### Data shown

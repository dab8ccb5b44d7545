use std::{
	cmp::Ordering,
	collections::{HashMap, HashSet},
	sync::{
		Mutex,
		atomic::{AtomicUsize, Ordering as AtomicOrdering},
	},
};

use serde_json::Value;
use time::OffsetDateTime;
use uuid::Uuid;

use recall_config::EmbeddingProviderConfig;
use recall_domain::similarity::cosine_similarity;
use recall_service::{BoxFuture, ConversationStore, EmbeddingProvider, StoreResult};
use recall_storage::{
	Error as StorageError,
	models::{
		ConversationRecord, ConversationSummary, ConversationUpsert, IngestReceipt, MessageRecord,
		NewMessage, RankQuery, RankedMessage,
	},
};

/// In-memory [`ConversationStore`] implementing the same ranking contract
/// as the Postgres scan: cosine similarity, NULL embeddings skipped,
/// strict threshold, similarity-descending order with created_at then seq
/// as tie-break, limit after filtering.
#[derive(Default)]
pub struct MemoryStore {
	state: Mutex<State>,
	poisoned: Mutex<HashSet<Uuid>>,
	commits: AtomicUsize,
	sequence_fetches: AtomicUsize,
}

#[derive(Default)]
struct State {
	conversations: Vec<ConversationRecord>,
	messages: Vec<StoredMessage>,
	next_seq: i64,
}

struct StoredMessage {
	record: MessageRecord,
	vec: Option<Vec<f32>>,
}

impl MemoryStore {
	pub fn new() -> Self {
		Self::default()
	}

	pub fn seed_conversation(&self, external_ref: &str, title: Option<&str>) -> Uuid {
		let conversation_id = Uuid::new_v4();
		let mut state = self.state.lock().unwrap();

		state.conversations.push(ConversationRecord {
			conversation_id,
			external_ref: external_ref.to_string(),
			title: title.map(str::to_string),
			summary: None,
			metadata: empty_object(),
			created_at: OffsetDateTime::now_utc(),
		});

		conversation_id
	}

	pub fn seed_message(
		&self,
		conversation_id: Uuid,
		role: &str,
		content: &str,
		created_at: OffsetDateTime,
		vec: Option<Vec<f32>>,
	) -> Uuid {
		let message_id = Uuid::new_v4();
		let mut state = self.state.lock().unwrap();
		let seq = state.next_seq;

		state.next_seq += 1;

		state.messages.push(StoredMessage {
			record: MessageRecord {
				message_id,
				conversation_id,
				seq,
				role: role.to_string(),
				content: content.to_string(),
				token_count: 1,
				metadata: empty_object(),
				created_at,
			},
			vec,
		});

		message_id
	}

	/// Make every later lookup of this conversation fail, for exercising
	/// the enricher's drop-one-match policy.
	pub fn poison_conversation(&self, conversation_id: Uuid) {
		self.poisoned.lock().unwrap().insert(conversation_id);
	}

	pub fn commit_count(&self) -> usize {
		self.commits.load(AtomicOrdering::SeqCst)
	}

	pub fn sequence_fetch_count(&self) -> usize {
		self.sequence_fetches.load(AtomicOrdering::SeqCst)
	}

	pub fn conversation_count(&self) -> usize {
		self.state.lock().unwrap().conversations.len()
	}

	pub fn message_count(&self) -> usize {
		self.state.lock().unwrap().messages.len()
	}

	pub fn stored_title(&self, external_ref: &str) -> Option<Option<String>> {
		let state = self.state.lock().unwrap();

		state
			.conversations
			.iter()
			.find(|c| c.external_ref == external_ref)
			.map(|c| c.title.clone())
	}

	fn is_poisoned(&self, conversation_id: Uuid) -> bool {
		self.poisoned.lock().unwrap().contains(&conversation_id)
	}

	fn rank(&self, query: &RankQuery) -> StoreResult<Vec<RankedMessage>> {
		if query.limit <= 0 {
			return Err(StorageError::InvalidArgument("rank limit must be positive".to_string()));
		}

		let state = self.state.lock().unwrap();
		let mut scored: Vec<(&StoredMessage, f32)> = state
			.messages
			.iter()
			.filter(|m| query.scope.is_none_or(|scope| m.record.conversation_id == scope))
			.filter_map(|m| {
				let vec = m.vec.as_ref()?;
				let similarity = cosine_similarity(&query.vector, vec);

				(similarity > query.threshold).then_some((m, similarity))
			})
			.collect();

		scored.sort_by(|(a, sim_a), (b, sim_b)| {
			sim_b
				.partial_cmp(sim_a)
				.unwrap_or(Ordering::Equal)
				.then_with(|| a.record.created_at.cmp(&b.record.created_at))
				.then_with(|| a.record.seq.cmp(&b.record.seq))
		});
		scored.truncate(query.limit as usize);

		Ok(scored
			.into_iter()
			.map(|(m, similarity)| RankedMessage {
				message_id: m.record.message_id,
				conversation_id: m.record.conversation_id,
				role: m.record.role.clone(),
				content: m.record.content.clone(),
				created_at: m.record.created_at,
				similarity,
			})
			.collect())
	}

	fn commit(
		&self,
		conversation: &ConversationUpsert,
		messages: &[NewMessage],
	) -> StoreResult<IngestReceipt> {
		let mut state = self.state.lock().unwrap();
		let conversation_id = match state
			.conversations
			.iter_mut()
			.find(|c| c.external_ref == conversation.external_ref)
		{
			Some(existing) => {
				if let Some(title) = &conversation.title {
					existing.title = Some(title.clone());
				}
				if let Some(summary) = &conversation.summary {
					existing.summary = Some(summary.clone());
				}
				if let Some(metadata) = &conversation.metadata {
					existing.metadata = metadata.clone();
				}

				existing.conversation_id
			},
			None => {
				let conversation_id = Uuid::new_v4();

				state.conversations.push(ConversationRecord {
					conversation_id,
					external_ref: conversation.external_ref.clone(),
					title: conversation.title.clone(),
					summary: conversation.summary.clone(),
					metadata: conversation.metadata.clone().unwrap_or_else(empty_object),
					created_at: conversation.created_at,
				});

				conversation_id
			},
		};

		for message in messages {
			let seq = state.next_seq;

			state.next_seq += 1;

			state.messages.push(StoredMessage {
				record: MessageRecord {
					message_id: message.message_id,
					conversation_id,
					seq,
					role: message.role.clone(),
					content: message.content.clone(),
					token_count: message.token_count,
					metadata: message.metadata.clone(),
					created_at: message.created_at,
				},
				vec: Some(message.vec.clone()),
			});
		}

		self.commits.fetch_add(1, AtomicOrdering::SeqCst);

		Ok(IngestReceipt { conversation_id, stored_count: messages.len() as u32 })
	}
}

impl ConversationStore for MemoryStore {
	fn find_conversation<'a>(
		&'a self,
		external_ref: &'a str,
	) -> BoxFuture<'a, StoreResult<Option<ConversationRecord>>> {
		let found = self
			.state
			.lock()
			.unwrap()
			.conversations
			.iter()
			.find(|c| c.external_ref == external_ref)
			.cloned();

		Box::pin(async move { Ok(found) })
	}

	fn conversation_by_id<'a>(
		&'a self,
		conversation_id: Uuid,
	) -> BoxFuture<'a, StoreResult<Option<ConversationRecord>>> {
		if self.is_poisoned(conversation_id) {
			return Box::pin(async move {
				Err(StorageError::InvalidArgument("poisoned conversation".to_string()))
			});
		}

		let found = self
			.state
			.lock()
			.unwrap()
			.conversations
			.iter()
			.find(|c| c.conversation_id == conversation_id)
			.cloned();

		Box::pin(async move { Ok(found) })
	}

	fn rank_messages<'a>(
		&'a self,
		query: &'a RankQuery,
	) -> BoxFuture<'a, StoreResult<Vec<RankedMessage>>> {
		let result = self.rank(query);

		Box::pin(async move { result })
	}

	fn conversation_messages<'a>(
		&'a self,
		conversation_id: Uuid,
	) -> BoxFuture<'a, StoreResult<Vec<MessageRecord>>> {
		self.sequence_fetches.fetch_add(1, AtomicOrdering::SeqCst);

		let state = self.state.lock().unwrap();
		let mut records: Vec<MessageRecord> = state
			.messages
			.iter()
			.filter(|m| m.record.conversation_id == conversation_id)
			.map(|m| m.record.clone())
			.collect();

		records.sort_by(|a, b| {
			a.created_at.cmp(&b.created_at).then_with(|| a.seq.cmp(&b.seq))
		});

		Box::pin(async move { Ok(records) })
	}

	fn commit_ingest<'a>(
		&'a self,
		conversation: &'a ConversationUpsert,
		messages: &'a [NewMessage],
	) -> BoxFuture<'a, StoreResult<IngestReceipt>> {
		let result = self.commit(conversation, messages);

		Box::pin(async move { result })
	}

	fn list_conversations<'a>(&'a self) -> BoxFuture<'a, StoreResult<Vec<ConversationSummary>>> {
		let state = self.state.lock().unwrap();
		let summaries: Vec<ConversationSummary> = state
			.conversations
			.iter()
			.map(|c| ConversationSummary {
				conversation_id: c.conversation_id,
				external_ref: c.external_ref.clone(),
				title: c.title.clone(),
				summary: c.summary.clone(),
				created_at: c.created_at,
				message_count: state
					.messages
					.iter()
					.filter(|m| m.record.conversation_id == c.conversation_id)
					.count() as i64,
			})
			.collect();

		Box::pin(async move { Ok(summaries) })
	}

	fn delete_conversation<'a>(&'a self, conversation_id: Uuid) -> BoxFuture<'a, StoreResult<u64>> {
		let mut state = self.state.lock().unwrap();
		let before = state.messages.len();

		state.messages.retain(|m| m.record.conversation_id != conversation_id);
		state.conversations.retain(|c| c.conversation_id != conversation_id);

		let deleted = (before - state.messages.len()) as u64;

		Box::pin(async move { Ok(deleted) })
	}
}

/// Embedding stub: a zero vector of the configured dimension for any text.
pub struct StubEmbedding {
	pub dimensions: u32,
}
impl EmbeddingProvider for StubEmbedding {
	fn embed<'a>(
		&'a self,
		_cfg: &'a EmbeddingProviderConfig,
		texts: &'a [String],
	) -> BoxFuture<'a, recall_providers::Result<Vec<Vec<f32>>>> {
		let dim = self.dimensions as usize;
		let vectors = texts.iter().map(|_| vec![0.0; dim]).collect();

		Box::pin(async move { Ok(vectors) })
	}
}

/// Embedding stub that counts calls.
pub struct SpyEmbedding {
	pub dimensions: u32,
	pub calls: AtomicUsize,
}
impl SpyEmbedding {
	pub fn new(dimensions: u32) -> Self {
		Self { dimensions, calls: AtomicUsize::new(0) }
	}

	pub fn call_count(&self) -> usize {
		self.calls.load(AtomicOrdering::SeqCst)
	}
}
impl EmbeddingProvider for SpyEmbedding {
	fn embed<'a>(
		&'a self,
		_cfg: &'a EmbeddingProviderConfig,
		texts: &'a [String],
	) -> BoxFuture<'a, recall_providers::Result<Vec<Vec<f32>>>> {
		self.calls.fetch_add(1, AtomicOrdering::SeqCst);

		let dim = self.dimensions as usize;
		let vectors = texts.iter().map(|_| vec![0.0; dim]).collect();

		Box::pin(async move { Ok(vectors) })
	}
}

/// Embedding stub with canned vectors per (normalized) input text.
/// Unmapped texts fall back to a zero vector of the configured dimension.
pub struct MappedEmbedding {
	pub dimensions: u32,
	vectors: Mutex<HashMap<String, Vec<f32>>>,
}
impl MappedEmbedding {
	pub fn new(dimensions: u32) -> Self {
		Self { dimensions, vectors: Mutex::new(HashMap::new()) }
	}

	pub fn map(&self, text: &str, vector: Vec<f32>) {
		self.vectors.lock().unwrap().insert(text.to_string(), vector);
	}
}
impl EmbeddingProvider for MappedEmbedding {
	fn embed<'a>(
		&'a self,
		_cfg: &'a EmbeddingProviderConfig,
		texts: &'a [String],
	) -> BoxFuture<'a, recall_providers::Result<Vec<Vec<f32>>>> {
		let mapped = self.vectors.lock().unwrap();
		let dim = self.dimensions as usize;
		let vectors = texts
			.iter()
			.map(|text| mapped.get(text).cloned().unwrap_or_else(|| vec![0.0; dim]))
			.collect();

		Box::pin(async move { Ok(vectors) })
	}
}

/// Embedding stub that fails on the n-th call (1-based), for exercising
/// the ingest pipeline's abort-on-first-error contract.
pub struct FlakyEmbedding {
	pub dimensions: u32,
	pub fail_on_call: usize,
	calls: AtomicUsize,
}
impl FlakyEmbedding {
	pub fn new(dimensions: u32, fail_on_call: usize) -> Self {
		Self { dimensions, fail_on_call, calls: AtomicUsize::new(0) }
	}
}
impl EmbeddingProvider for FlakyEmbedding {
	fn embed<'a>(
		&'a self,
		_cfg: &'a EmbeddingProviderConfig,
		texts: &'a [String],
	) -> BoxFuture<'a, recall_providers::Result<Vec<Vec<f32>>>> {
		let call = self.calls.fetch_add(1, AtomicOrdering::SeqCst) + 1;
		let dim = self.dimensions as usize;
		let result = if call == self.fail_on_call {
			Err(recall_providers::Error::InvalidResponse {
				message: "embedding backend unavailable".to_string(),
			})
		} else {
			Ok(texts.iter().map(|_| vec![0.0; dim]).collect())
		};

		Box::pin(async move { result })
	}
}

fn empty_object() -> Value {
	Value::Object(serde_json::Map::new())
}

### Task objective
Among the lines of the listing above, count those that include the string "similarity" and give that total alone.

### Task result
7